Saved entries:
- - - - - - -
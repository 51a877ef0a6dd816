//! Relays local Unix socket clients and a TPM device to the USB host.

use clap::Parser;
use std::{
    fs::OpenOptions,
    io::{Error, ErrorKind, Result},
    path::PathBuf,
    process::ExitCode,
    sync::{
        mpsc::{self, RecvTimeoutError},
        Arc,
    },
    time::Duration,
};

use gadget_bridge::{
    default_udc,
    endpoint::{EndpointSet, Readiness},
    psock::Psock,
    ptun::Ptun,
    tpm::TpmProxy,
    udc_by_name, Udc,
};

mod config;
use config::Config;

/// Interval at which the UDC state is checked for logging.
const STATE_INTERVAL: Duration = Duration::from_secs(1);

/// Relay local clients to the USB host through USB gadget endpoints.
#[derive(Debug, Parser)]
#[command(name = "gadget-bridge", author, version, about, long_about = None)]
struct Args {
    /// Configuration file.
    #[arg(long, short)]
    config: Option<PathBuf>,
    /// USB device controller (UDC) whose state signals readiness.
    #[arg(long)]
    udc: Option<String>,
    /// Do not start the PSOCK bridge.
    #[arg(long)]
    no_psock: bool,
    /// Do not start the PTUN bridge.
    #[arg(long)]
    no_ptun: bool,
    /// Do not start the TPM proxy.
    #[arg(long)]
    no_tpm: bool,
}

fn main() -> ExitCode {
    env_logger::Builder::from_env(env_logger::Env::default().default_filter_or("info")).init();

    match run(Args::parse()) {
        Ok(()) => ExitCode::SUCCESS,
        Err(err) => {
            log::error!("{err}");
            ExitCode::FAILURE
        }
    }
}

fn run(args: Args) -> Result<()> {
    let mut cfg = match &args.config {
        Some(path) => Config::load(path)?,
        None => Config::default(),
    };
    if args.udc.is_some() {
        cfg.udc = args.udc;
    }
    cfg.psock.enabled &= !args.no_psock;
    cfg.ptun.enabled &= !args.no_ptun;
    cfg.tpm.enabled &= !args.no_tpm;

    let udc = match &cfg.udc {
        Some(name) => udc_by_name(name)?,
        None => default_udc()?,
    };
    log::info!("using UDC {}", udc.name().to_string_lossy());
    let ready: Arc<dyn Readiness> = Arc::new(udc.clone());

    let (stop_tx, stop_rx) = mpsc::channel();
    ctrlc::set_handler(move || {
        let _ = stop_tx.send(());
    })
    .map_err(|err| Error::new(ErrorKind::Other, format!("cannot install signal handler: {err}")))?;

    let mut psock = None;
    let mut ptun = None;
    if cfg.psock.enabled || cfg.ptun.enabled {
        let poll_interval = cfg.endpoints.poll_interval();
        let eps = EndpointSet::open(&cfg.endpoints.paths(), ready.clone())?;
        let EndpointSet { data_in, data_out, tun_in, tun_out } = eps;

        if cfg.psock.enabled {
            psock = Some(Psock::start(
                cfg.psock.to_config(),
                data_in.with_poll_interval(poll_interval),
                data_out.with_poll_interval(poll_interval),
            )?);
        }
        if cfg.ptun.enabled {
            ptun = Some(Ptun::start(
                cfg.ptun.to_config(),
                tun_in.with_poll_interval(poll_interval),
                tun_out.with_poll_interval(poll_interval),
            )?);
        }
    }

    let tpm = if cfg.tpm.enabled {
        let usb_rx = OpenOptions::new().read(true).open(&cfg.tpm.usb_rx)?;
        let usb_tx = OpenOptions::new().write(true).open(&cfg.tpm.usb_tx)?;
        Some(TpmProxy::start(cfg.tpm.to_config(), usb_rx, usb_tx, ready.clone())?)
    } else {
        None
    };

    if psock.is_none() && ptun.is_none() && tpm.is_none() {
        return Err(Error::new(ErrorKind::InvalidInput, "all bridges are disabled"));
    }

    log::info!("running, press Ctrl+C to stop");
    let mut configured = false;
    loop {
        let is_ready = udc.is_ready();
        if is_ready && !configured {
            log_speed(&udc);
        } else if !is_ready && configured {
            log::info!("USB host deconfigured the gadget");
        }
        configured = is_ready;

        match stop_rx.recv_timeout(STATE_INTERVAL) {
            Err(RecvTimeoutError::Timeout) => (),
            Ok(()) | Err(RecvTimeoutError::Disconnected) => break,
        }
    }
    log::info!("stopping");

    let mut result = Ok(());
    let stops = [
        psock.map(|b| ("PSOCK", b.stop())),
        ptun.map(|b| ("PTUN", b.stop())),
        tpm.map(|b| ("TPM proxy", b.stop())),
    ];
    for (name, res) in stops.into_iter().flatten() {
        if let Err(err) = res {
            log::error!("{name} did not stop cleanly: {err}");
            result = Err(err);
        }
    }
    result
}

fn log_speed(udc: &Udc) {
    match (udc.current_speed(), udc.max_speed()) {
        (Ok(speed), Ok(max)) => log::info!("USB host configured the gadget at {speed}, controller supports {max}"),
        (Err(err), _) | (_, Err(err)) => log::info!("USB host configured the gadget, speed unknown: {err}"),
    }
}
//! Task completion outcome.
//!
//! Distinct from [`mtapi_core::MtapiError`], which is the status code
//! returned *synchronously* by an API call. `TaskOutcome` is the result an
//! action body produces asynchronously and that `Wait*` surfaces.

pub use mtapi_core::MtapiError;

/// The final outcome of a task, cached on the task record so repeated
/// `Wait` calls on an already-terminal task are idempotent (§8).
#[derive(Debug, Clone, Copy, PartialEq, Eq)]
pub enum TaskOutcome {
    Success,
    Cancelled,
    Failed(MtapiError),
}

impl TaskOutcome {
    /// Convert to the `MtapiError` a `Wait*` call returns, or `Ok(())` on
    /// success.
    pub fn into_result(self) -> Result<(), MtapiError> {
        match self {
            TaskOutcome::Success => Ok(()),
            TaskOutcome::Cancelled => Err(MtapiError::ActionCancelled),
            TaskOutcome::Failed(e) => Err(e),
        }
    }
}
- - - - - - -
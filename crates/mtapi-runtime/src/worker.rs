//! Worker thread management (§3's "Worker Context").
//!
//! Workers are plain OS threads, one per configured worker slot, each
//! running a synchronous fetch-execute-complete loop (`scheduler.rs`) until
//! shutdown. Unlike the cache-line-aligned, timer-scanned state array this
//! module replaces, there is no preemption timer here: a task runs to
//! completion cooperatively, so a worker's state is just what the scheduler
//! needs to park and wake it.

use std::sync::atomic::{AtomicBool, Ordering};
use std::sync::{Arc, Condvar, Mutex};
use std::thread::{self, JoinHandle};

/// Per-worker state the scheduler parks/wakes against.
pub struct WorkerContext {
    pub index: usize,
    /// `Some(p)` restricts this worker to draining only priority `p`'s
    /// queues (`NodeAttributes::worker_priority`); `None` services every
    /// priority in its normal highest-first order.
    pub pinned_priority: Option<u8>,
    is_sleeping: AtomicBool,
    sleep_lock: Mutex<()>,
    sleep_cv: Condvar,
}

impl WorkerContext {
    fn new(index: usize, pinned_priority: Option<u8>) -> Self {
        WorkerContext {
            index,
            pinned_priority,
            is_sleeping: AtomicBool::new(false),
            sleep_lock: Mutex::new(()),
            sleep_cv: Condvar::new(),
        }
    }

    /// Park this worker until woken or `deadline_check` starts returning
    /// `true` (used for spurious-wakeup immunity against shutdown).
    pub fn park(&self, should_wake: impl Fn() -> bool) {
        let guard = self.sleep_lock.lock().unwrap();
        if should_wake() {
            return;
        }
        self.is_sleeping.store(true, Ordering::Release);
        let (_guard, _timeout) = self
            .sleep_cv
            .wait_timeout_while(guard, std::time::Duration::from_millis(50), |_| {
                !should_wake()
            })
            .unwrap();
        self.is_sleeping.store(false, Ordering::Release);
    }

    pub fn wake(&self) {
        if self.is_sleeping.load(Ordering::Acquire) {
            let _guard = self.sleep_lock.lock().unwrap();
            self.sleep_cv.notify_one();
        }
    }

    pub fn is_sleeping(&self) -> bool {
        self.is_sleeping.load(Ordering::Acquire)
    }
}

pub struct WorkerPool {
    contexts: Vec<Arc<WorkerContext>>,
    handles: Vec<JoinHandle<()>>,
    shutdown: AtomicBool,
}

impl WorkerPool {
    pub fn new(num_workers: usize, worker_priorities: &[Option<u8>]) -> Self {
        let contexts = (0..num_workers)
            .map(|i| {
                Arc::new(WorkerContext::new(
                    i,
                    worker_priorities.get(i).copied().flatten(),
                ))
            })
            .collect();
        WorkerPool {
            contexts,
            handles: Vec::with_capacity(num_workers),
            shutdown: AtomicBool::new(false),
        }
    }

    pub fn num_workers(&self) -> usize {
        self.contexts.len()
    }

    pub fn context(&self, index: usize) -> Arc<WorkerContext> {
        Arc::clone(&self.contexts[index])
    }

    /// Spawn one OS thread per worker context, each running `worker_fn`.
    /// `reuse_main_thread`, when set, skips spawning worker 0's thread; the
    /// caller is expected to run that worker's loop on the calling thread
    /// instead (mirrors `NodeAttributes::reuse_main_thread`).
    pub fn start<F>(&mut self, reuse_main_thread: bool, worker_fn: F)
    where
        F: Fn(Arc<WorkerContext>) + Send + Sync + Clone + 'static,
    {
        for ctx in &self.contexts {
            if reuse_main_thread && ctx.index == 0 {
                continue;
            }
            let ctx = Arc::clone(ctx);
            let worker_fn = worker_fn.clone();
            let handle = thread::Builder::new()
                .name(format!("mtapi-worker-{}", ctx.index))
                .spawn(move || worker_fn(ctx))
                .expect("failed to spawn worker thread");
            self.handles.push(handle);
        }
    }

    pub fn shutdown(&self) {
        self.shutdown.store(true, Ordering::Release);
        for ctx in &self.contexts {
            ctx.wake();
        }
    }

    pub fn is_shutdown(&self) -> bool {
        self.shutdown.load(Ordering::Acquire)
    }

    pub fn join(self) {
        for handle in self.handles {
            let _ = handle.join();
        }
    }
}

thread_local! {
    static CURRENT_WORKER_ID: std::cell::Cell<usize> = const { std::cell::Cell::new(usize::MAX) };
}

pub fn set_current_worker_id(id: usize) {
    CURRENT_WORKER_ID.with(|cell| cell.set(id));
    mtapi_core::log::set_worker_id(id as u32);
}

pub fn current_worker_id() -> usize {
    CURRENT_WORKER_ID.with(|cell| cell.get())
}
- - - - - - -
Exercise description
Determine how many of the lines above hold the word "derive", and output that number by itself.

Solution to this task
2